North Texas Daily

Library funded but financial future cloudy

Library funded but financial future cloudy

Library funded but financial future cloudy
February 27
00:48 2014

Joshua Knopp // Senior Staff Writer

When thousands of students and faculty rallied to save Willis Library within just a day of hearing about a $1.7 million shortfall, they were responding primarily to a miscommunication. But that doesn’t mean the library is in the clear.

The university learned in early November that their method of payment for library employee benefits, which add up to $1.7 million, was going to fall through. Library dean Martin Halbert was initially told in a Nov. 13 email that the library would be responsible for those benefits retroactive to Sept. 1. Provost and vice president for academic affairs Warren Burggren said this was a miscommunication, and what really happened was the university was changing which pocket employee benefits are paid out of.

Halbert said the library has since been reimbursed with Higher Education Assistance Funds. Though these funds can only legally be used to buy new books and materials, Halbert shifted other funds away from those areas to fill the gap.

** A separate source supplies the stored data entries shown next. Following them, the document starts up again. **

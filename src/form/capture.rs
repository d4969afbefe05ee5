//! Value capture
//!
//! The form builder does not decide values itself. For every visible simple
//! field it hands a [`FieldPrompt`] to a [`ValueCapture`] implementation, which
//! may be an interactive front end, a values file ([`MapCapture`]) or nothing
//! but the configured defaults ([`DefaultsOnly`]).

use crate::error::Result;
use crate::paths::{normalize, FieldPath};
use crate::schema::{InputKind, SchemaNode};
use indexmap::IndexMap;
use serde::{Deserialize, Serialize};

/// Everything a front end needs to ask for one simple field
#[derive(Debug, Clone)]
pub struct FieldPrompt {
    /// Path of the field
    pub path: FieldPath,
    /// Display label (local element name)
    pub label: String,
    /// Qualified element name in Clark notation
    pub qualified_name: String,
    /// `Namespace: ...` line plus the constraint summary
    pub help: String,
    /// Constraint summary such as `Min Length: 1 | Max Length: 20`
    pub constraints: String,
    /// Schema documentation
    pub documentation: Option<String>,
    /// Allowed values; an optional field starts with an empty entry
    pub options: Vec<String>,
    /// Resolved default
    pub default: Option<String>,
    /// Maximum characters for free text
    pub max_chars: Option<usize>,
    /// Widget kind
    pub input_kind: InputKind,
    /// Whether the schema requires the field
    pub required: bool,
}

impl FieldPrompt {
    /// Describe a simple schema node at `path`
    pub fn for_node(node: &SchemaNode, path: &FieldPath, default: Option<&str>) -> Self {
        let required = node.occurs.is_mandatory();
        let (constraints, options, max_chars, input_kind) = match node.facets() {
            Some(facets) => {
                let input_kind = facets.input_kind();
                let mut options = facets.enumeration.clone();
                if !required && input_kind == InputKind::Select {
                    options.insert(0, String::new());
                }
                (
                    facets.constraint_summary(),
                    options,
                    facets.max_chars(),
                    input_kind,
                )
            }
            None => (String::new(), Vec::new(), None, InputKind::Text),
        };

        let qualified_name = node.name.clark();
        let mut help = format!("Namespace: {}", qualified_name);
        if !constraints.is_empty() {
            help.push_str("\nConstraints: ");
            help.push_str(&constraints);
        }

        Self {
            path: path.clone(),
            label: node.local_name().to_string(),
            qualified_name,
            help,
            constraints,
            documentation: node.documentation.clone(),
            options,
            default: default.map(str::to_string),
            max_chars,
            input_kind,
            required,
        }
    }
}

/// Supplies values, choice selections and instance counts during a walk
pub trait ValueCapture {
    /// Value for a simple field; `None` leaves the default in place
    fn capture(&mut self, prompt: &FieldPrompt) -> Option<String>;

    /// Branch of a mandatory choice at `path`, as an index into `options`
    fn choose_branch(&mut self, _path: &FieldPath, _options: &[String]) -> Option<usize> {
        None
    }

    /// Number of instances of a repeated element, given the configured suggestion
    fn instance_count(&mut self, _path: &FieldPath, suggested: usize) -> usize {
        suggested
    }
}

/// Capture that never supplies anything, so only defaults are used
#[derive(Debug, Clone, Copy, Default)]
pub struct DefaultsOnly;

impl ValueCapture for DefaultsOnly {
    fn capture(&mut self, _prompt: &FieldPrompt) -> Option<String> {
        None
    }
}

/// Values, branch choices and instance counts keyed by field path.
///
/// Lookups try the exact path first, then the normalized one, so
/// `MDRDevice/MDRUDIDIData/referenceNumber` answers for every instance. Can be
/// read from JSON:
///
/// ```json
/// {
///   "values": { "MDRDevice/MDRBasicUDI/riskClass": "CLASS_IIA" },
///   "choices": { "MDRDevice/MDRBasicUDI/deviceKind": "deviceType" },
///   "counts": { "MDRDevice/MDRUDIDIData": 2 }
/// }
/// ```
#[derive(Debug, Clone, Default, PartialEq, Serialize, Deserialize)]
#[serde(default)]
pub struct MapCapture {
    /// Field values
    pub values: IndexMap<String, String>,
    /// Selected branch local name per choice path
    pub choices: IndexMap<String, String>,
    /// Instance count per repeated element path
    pub counts: IndexMap<String, usize>,
}

impl MapCapture {
    /// Create an empty capture
    pub fn new() -> Self {
        Self::default()
    }

    /// Parse a capture from JSON
    pub fn from_json_str(json: &str) -> Result<Self> {
        Ok(serde_json::from_str(json)?)
    }

    /// Add a value
    pub fn with_value(mut self, path: impl Into<String>, value: impl Into<String>) -> Self {
        self.values.insert(path.into(), value.into());
        self
    }

    /// Add a choice selection
    pub fn with_choice(mut self, path: impl Into<String>, branch: impl Into<String>) -> Self {
        self.choices.insert(path.into(), branch.into());
        self
    }

    /// Add an instance count
    pub fn with_count(mut self, path: impl Into<String>, count: usize) -> Self {
        self.counts.insert(path.into(), count);
        self
    }
}

fn lookup<'a, V>(map: &'a IndexMap<String, V>, path: &FieldPath) -> Option<&'a V> {
    map.get(path.as_str())
        .or_else(|| map.get(&normalize(path.as_str())))
}

impl ValueCapture for MapCapture {
    fn capture(&mut self, prompt: &FieldPrompt) -> Option<String> {
        lookup(&self.values, &prompt.path).cloned()
    }

    fn choose_branch(&mut self, path: &FieldPath, options: &[String]) -> Option<usize> {
        let branch = lookup(&self.choices, path)?;
        options.iter().position(|option| option == branch)
    }

    fn instance_count(&mut self, path: &FieldPath, suggested: usize) -> usize {
        lookup(&self.counts, path).copied().unwrap_or(suggested)
    }
}

#[cfg(test)]
mod tests {
    use super::*;
    use crate::namespaces::QName;
    use crate::schema::{NodeKind, Occurs, PatternFacet, SimpleFacets};

    fn risk_class(occurs: Occurs) -> SchemaNode {
        let facets = SimpleFacets::builtin("string")
            .with_enumeration(vec!["CLASS_I".to_string(), "CLASS_IIA".to_string()]);
        SchemaNode::new(
            QName::namespaced("urn:basic", "riskClass"),
            NodeKind::Simple(facets),
        )
        .with_occurs(occurs)
        .with_documentation("Risk class of the device")
    }

    #[test]
    fn test_prompt_for_required_select() {
        let path = FieldPath::new("MDRDevice/MDRBasicUDI/riskClass");
        let prompt = FieldPrompt::for_node(&risk_class(Occurs::once()), &path, Some("CLASS_I"));

        assert_eq!(prompt.label, "riskClass");
        assert_eq!(prompt.help, "Namespace: {urn:basic}riskClass");
        assert_eq!(prompt.options, vec!["CLASS_I", "CLASS_IIA"]);
        assert_eq!(prompt.default.as_deref(), Some("CLASS_I"));
        assert_eq!(prompt.input_kind, InputKind::Select);
        assert_eq!(prompt.documentation.as_deref(), Some("Risk class of the device"));
        assert!(prompt.required);
    }

    #[test]
    fn test_prompt_for_optional_select_has_empty_option() {
        let path = FieldPath::new("A/riskClass");
        let prompt = FieldPrompt::for_node(&risk_class(Occurs::optional()), &path, None);
        assert_eq!(prompt.options, vec!["", "CLASS_I", "CLASS_IIA"]);
    }

    #[test]
    fn test_prompt_help_lists_constraints() {
        let facets = SimpleFacets {
            min_length: Some(1),
            max_length: Some(20),
            ..SimpleFacets::builtin("string")
        }
        .with_patterns(vec![PatternFacet::new("[A-Z]+").unwrap()]);
        let node = SchemaNode::new(QName::local("model"), NodeKind::Simple(facets));
        let prompt = FieldPrompt::for_node(&node, &FieldPath::new("model"), None);

        assert_eq!(
            prompt.help,
            "Namespace: model\nConstraints: Min Length: 1 | Max Length: 20 | Pattern required"
        );
        assert_eq!(prompt.max_chars, Some(20));
        assert_eq!(prompt.input_kind, InputKind::Text);
    }

    #[test]
    fn test_map_capture_lookup() {
        let mut capture = MapCapture::new()
            .with_value("R/Item/Code", "generic")
            .with_value("R/Item[1]/Code", "second")
            .with_choice("R/Choice", "B")
            .with_count("R/Item", 3);

        let node = SchemaNode::new(QName::local("Code"), NodeKind::Simple(SimpleFacets::default()));
        let first = FieldPrompt::for_node(&node, &FieldPath::new("R/Item[0]/Code"), None);
        let second = FieldPrompt::for_node(&node, &FieldPath::new("R/Item[1]/Code"), None);
        assert_eq!(capture.capture(&first).as_deref(), Some("generic"));
        assert_eq!(capture.capture(&second).as_deref(), Some("second"));

        let options = vec!["A".to_string(), "B".to_string()];
        assert_eq!(capture.choose_branch(&FieldPath::new("R/Choice"), &options), Some(1));
        assert_eq!(capture.choose_branch(&FieldPath::new("R/Other"), &options), None);
        assert_eq!(capture.instance_count(&FieldPath::new("R/Item"), 1), 3);
        assert_eq!(capture.instance_count(&FieldPath::new("R/Other"), 1), 1);
    }

    #[test]
    fn test_map_capture_from_json() {
        let capture = MapCapture::from_json_str(
            r#"{"values": {"A/B": "x"}, "counts": {"A/C": 2}}"#,
        )
        .unwrap();
        assert_eq!(capture.values.get("A/B").map(String::as_str), Some("x"));
        assert!(capture.choices.is_empty());
        assert_eq!(capture.counts.get("A/C"), Some(&2));
    }

    #[test]
    fn test_defaults_only() {
        let node = SchemaNode::new(QName::local("Code"), NodeKind::Simple(SimpleFacets::default()));
        let prompt = FieldPrompt::for_node(&node, &FieldPath::new("Code"), Some("A"));
        assert_eq!(DefaultsOnly.capture(&prompt), None);
        assert_eq!(DefaultsOnly.instance_count(&FieldPath::new("X"), 2), 2);
    }
}
//! Schema-driven form collection
//!
//! The [`FormTreeBuilder`] walks a schema element and asks a [`ValueCapture`]
//! collaborator for the value of every visible simple field. The result is a
//! [`FormTree`]: nested maps keyed by qualified element name, lists for
//! repeated elements, and strings at the leaves.

mod builder;
mod capture;
mod report;

pub use builder::FormTreeBuilder;
pub use capture::{DefaultsOnly, FieldPrompt, MapCapture, ValueCapture};
pub use report::{BuildReport, ExportRecord, ValueOrigin};

use crate::error::{Error, Result};
use crate::namespaces::local_part;
use crate::paths::{split_index, SEPARATOR};
use crate::schema::SchemaNode;
use indexmap::IndexMap;
use serde::Serialize;
use serde_json::Value;

/// Collected form data
///
/// Omitted fields have no entry at all; a mapping never holds a null value.
#[derive(Debug, Clone, PartialEq, Eq, Serialize)]
#[serde(untagged)]
pub enum FormTree {
    /// Text content of a simple element
    Scalar(String),
    /// Child elements keyed by qualified name, in schema order
    Map(IndexMap<String, FormTree>),
    /// Instances of a repeated element
    List(Vec<FormTree>),
}

/// Index at which a new entry for `name` keeps `map` in the order of `parent`'s particles
fn schema_position(parent: &SchemaNode, map: &IndexMap<String, FormTree>, name: &str) -> usize {
    let siblings: Vec<&str> = parent
        .content()
        .map(|group| group.elements().into_iter().map(SchemaNode::local_name).collect())
        .unwrap_or_default();
    let Some(rank) = siblings.iter().position(|s| *s == name) else {
        return map.len();
    };
    map.keys()
        .take_while(|key| {
            siblings
                .iter()
                .position(|s| *s == local_part(key))
                .map_or(true, |r| r < rank)
        })
        .count()
}

impl FormTree {
    /// Create a scalar
    pub fn scalar(value: impl Into<String>) -> Self {
        FormTree::Scalar(value.into())
    }

    /// Create an empty mapping
    pub fn map() -> Self {
        FormTree::Map(IndexMap::new())
    }

    /// Builder form of inserting a mapping entry; ignored for non-maps
    pub fn with_entry(mut self, key: impl Into<String>, value: FormTree) -> Self {
        if let FormTree::Map(map) = &mut self {
            map.insert(key.into(), value);
        }
        self
    }

    /// The scalar value, if this is a leaf
    pub fn as_scalar(&self) -> Option<&str> {
        match self {
            FormTree::Scalar(value) => Some(value),
            _ => None,
        }
    }

    /// The mapping, if this is a composite
    pub fn as_map(&self) -> Option<&IndexMap<String, FormTree>> {
        match self {
            FormTree::Map(map) => Some(map),
            _ => None,
        }
    }

    /// The instances, if this is a list
    pub fn as_list(&self) -> Option<&[FormTree]> {
        match self {
            FormTree::List(items) => Some(items),
            _ => None,
        }
    }

    /// Mapping entry by exact key or by local name
    pub fn get(&self, name: &str) -> Option<&FormTree> {
        let map = self.as_map()?;
        map.get(name)
            .or_else(|| map.iter().find(|(k, _)| local_part(k) == name).map(|(_, v)| v))
    }

    /// Look up a node by slash-separated path, e.g. `MDRUDIDIData[1]/identifier/DICode`.
    ///
    /// Segments match keys exactly or by local name. A segment without an index
    /// addresses the first instance of a list.
    pub fn get_path(&self, path: &str) -> Option<&FormTree> {
        let mut current = self;
        for segment in path.split(SEPARATOR).filter(|s| !s.is_empty()) {
            let (name, index) = split_index(segment);
            current = current.get(name)?;
            current = match (current, index) {
                (FormTree::List(items), i) => items.get(i.unwrap_or(0))?,
                (node, None | Some(0)) => node,
                _ => return None,
            };
        }
        Some(current)
    }

    /// Replace the scalar at `path`.
    ///
    /// Every segment must already exist. Indexing past the end of a list, or
    /// walking through a scalar, is an error.
    pub fn set_path(&mut self, path: &str, value: impl Into<String>) -> Result<()> {
        self.set_path_with(None, path, value.into())
    }

    /// Set the scalar at `path`, creating missing entries from `schema`.
    ///
    /// `schema` is the element this tree was collected for. Created entries are
    /// keyed by the qualified name of the matching child particle; a segment
    /// the schema does not declare is a [`Error::StructureMismatch`].
    pub fn set_path_in(
        &mut self,
        schema: &SchemaNode,
        path: &str,
        value: impl Into<String>,
    ) -> Result<()> {
        self.set_path_with(Some(schema), path, value.into())
    }

    fn set_path_with(&mut self, schema: Option<&SchemaNode>, path: &str, value: String) -> Result<()> {
        let segments: Vec<&str> = path.split(SEPARATOR).filter(|s| !s.is_empty()).collect();
        if segments.is_empty() {
            return Err(Error::StructureMismatch("Cannot set an empty path".to_string()));
        }

        let mut current = self;
        let mut node = schema;
        for segment in &segments {
            let (name, index) = split_index(segment);
            let FormTree::Map(map) = current else {
                return Err(Error::StructureMismatch(format!(
                    "Cannot set '{}': '{}' is not inside a mapping",
                    path, segment
                )));
            };
            let particle = node.and_then(|n| n.find_child(name));

            let existing = map
                .keys()
                .find(|k| *k == name || local_part(k) == name)
                .cloned();
            let key = match (existing, particle) {
                (Some(key), _) => key,
                (None, Some(particle)) if index.unwrap_or(0) == 0 => {
                    let key = particle.name.clark();
                    let position = node.map_or(map.len(), |n| schema_position(n, map, name));
                    map.shift_insert(position, key.clone(), FormTree::map());
                    key
                }
                (None, Some(_)) => {
                    return Err(Error::StructureMismatch(format!(
                        "Cannot set '{}': no instance {} of '{}'",
                        path,
                        index.unwrap_or(0),
                        name
                    )))
                }
                (None, None) => {
                    return Err(Error::StructureMismatch(format!(
                        "Cannot set '{}': no element '{}'",
                        path, name
                    )))
                }
            };
            node = particle;

            let entry = map
                .get_mut(&key)
                .ok_or_else(|| Error::StructureMismatch(format!("Cannot set '{}'", path)))?;
            current = match entry {
                FormTree::List(items) => {
                    let i = index.unwrap_or(0);
                    let len = items.len();
                    items.get_mut(i).ok_or_else(|| {
                        Error::StructureMismatch(format!(
                            "Cannot set '{}': '{}' has {} instances",
                            path, name, len
                        ))
                    })?
                }
                single if index.unwrap_or(0) == 0 => single,
                _ => {
                    return Err(Error::StructureMismatch(format!(
                        "Cannot set '{}': '{}' is not repeated",
                        path, name
                    )))
                }
            };
        }

        *current = FormTree::Scalar(value);
        Ok(())
    }

    /// Convert JSON into a tree, pruning nulls and empty containers.
    ///
    /// Numbers and booleans become their textual form. Returns `None` when
    /// nothing is left.
    pub fn from_json_value(value: Value) -> Option<FormTree> {
        match value {
            Value::Null => None,
            Value::String(s) => Some(FormTree::Scalar(s)),
            Value::Bool(b) => Some(FormTree::Scalar(b.to_string())),
            Value::Number(n) => Some(FormTree::Scalar(n.to_string())),
            Value::Array(items) => {
                let items: Vec<FormTree> =
                    items.into_iter().filter_map(FormTree::from_json_value).collect();
                (!items.is_empty()).then_some(FormTree::List(items))
            }
            Value::Object(object) => {
                let map: IndexMap<String, FormTree> = object
                    .into_iter()
                    .filter_map(|(k, v)| FormTree::from_json_value(v).map(|v| (k, v)))
                    .collect();
                (!map.is_empty()).then_some(FormTree::Map(map))
            }
        }
    }

    /// Parse a JSON document into a tree
    pub fn from_json_str(json: &str) -> Result<Option<FormTree>> {
        let value: Value = serde_json::from_str(json)?;
        Ok(FormTree::from_json_value(value))
    }

    /// Serialize the tree as JSON
    pub fn to_json_string(&self, pretty: bool) -> Result<String> {
        Ok(if pretty {
            serde_json::to_string_pretty(self)?
        } else {
            serde_json::to_string(self)?
        })
    }
}

#[cfg(test)]
mod tests {
    use super::*;
    use pretty_assertions::assert_eq;
    use serde_json::json;

    fn device_tree() -> FormTree {
        let udi = |code: &str| {
            FormTree::map().with_entry(
                "{urn:udidi}identifier",
                FormTree::map().with_entry("{urn:common}DICode", FormTree::scalar(code)),
            )
        };
        FormTree::map()
            .with_entry(
                "{urn:device}MDRBasicUDI",
                FormTree::map().with_entry("{urn:basic}model", FormTree::scalar("Test")),
            )
            .with_entry(
                "{urn:device}MDRUDIDIData",
                FormTree::List(vec![udi("0001"), udi("0002")]),
            )
    }

    #[test]
    fn test_get_path() {
        let tree = device_tree();
        assert_eq!(
            tree.get_path("MDRBasicUDI/model").and_then(FormTree::as_scalar),
            Some("Test")
        );
        assert_eq!(
            tree.get_path("MDRUDIDIData[1]/identifier/DICode")
                .and_then(FormTree::as_scalar),
            Some("0002")
        );
        assert_eq!(
            tree.get_path("MDRUDIDIData/identifier/DICode")
                .and_then(FormTree::as_scalar),
            Some("0001")
        );
        assert!(tree.get_path("MDRUDIDIData[2]").is_none());
        assert!(tree.get_path("MDRBasicUDI[1]").is_none());
    }

    #[test]
    fn test_set_path_replaces_existing() {
        let mut tree = device_tree();
        tree.set_path("MDRUDIDIData[1]/identifier/DICode", "9999").unwrap();
        assert_eq!(
            tree.get_path("MDRUDIDIData[1]/identifier/DICode")
                .and_then(FormTree::as_scalar),
            Some("9999")
        );
        let codes = tree.get("MDRUDIDIData").and_then(FormTree::as_list).unwrap();
        assert_eq!(
            codes[1].get_path("identifier").unwrap().as_map().unwrap().keys().next().unwrap(),
            "{urn:common}DICode"
        );
    }

    fn basic_udi_schema() -> SchemaNode {
        use crate::namespaces::QName;
        use crate::schema::{ContentGroup, ModelType, NodeKind, Occurs, Particle, SimpleFacets};

        let code = SchemaNode::new(
            QName::namespaced("urn:common", "DICode"),
            NodeKind::Simple(SimpleFacets::default()),
        );
        let identifier = SchemaNode::complex(
            QName::namespaced("urn:basic", "identifier"),
            ContentGroup::new(ModelType::Sequence, Occurs::once())
                .with_particle(Particle::Element(code)),
        );
        let basic = SchemaNode::complex(
            QName::namespaced("urn:device", "MDRBasicUDI"),
            ContentGroup::new(ModelType::Sequence, Occurs::once())
                .with_particle(Particle::Element(identifier)),
        );
        SchemaNode::complex(
            QName::namespaced("urn:device", "MDRDevice"),
            ContentGroup::new(ModelType::Sequence, Occurs::once())
                .with_particle(Particle::Element(basic)),
        )
    }

    #[test]
    fn test_set_path_in_creates_qualified_entries() {
        let schema = basic_udi_schema();
        let mut tree = device_tree();
        tree.set_path_in(&schema, "MDRBasicUDI/identifier/DICode", "ABC")
            .unwrap();
        assert_eq!(
            tree.get_path("MDRBasicUDI/identifier/DICode")
                .and_then(FormTree::as_scalar),
            Some("ABC")
        );

        let basic = tree.get("MDRBasicUDI").and_then(FormTree::as_map).unwrap();
        assert!(basic.contains_key("{urn:basic}identifier"));
        assert!(!basic.contains_key("identifier"));
        let identifier = basic.get("{urn:basic}identifier").and_then(FormTree::as_map).unwrap();
        assert!(identifier.contains_key("{urn:common}DICode"));
    }

    #[test]
    fn test_set_path_in_rejects_undeclared_segment() {
        let schema = basic_udi_schema();
        let mut tree = device_tree();
        assert!(matches!(
            tree.set_path_in(&schema, "MDRBasicUDI/serial/DICode", "ABC"),
            Err(Error::StructureMismatch(_))
        ));
    }

    #[test]
    fn test_set_path_does_not_create_entries() {
        let mut tree = device_tree();
        assert!(matches!(
            tree.set_path("MDRBasicUDI/identifier/DICode", "ABC"),
            Err(Error::StructureMismatch(_))
        ));
        assert!(tree.get_path("MDRBasicUDI/identifier").is_none());
    }

    #[test]
    fn test_set_path_errors() {
        let mut tree = device_tree();
        assert!(tree.set_path("MDRUDIDIData[5]/identifier/DICode", "x").is_err());
        assert!(tree.set_path("MDRBasicUDI/model/deeper", "x").is_err());
        assert!(tree.set_path("Missing[3]", "x").is_err());
        assert!(tree.set_path("", "x").is_err());
    }

    #[test]
    fn test_from_json_prunes_nulls() {
        let tree = FormTree::from_json_value(json!({
            "Code": "A",
            "Flag": true,
            "Count": 3,
            "Skipped": null,
            "Empty": {"Inner": null},
            "Items": [{"Text": "x"}, null]
        }))
        .unwrap();

        let map = tree.as_map().unwrap();
        assert_eq!(map.keys().collect::<Vec<_>>(), vec!["Code", "Flag", "Count", "Items"]);
        assert_eq!(tree.get("Flag").and_then(FormTree::as_scalar), Some("true"));
        assert_eq!(tree.get("Items").and_then(FormTree::as_list).unwrap().len(), 1);
        assert_eq!(FormTree::from_json_value(json!({"a": null})), None);
    }

    #[test]
    fn test_json_serialization() {
        let tree = FormTree::map().with_entry("Code", FormTree::scalar("A"));
        assert_eq!(tree.to_json_string(false).unwrap(), r#"{"Code":"A"}"#);
        assert_eq!(FormTree::from_json_str(r#"{"Code":"A"}"#).unwrap(), Some(tree));
    }
}
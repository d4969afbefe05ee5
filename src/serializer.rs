//! FormTree to XML serialization
//!
//! Mapping keys are re-qualified through a [`NamespaceTable`]: Clark-notation
//! keys keep their namespace, bare local names are looked up. Every namespace
//! used anywhere in the output is declared once on the root element.

use crate::documents::Element;
use crate::error::{Error, Result};
use crate::form::FormTree;
use crate::namespaces::{NamespaceContext, NamespaceTable, QName, XSI_NAMESPACE};
use indexmap::IndexSet;

/// Serializes form trees into namespaced element trees
#[derive(Debug, Clone)]
pub struct XmlSerializer<'a> {
    table: &'a NamespaceTable,
}

impl<'a> XmlSerializer<'a> {
    /// Create a serializer over a namespace table
    pub fn new(table: &'a NamespaceTable) -> Self {
        Self { table }
    }

    /// Serialize `content` under the element `tag` (Clark or bare local name)
    pub fn serialize(&self, tag: &str, content: &FormTree) -> Result<Element> {
        self.serialize_root(tag, content, None)
    }

    /// Serialize a payload root, optionally annotated with `xsi:type`
    pub fn serialize_root(
        &self,
        tag: &str,
        content: &FormTree,
        xsi_type: Option<&QName>,
    ) -> Result<Element> {
        let qname = self.table.qualify(tag)?;
        let mut used = IndexSet::new();
        let mut root = self.build(qname, content, &mut used)?;

        if let Some(type_name) = xsi_type {
            if let Some(ns) = &type_name.namespace {
                used.insert(ns.clone());
            }
            used.insert(XSI_NAMESPACE.to_string());
            root.set_attribute("xsi:type", self.table.prefixed(type_name)?);
        }

        root.namespaces = self.declarations(&used)?;
        Ok(root)
    }

    fn build(
        &self,
        qname: QName,
        content: &FormTree,
        used: &mut IndexSet<String>,
    ) -> Result<Element> {
        let mut element = self.element(qname, used)?;
        match content {
            FormTree::Scalar(text) => element.set_text(text.as_str()),
            FormTree::Map(map) => {
                for (key, value) in map {
                    let child_name = self.table.qualify(key)?;
                    match value {
                        FormTree::List(items) => {
                            for item in items {
                                if matches!(item, FormTree::List(_)) {
                                    return Err(Error::Xml(format!(
                                        "'{}' holds a list of lists",
                                        key
                                    )));
                                }
                                let child = self.build(child_name.clone(), item, used)?;
                                element.add_child(child);
                            }
                        }
                        _ => {
                            let child = self.build(child_name, value, used)?;
                            element.add_child(child);
                        }
                    }
                }
            }
            FormTree::List(_) => {
                return Err(Error::Xml(format!(
                    "'{}' cannot be serialized from a list",
                    element.local_name()
                )))
            }
        }
        Ok(element)
    }

    fn element(&self, qname: QName, used: &mut IndexSet<String>) -> Result<Element> {
        let prefix = match &qname.namespace {
            Some(ns) => {
                let prefix = self.table.prefix_for(ns).ok_or_else(|| {
                    Error::Namespace(format!("no prefix registered for namespace '{}'", ns))
                })?;
                used.insert(ns.clone());
                Some(prefix.to_string())
            }
            None => None,
        };
        let element = Element::new(qname);
        Ok(match prefix {
            Some(prefix) => element.with_prefix(prefix),
            None => element,
        })
    }

    fn declarations(&self, used: &IndexSet<String>) -> Result<NamespaceContext> {
        let mut context = NamespaceContext::new();
        for ns in used {
            let prefix = self.table.prefix_for(ns).ok_or_else(|| {
                Error::Namespace(format!("no prefix registered for namespace '{}'", ns))
            })?;
            context.add_prefix(prefix, ns.as_str());
        }
        Ok(context)
    }
}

“We were informed rather abruptly that we would have to absorb $1.8 million more per year,” Halbert said of the incident. “That was what really led to that rapidresponse from the students and faculty, and that was very gratifying.”

According to libraries administrative coordinator Susan Paz, the library has about 130 employees who receive benefits.

Burggren said syncing up employee benefits with the department’s primary source of funding is the simplest, most efficient way to run things, and is a transition other departments have undergone. He said 98 percent of the library’s budget comes from student service fees.

Burggren said he was encouraged by student response to the apparent funding gap, and the university is committed to making sure there won’t be an actual shortfall.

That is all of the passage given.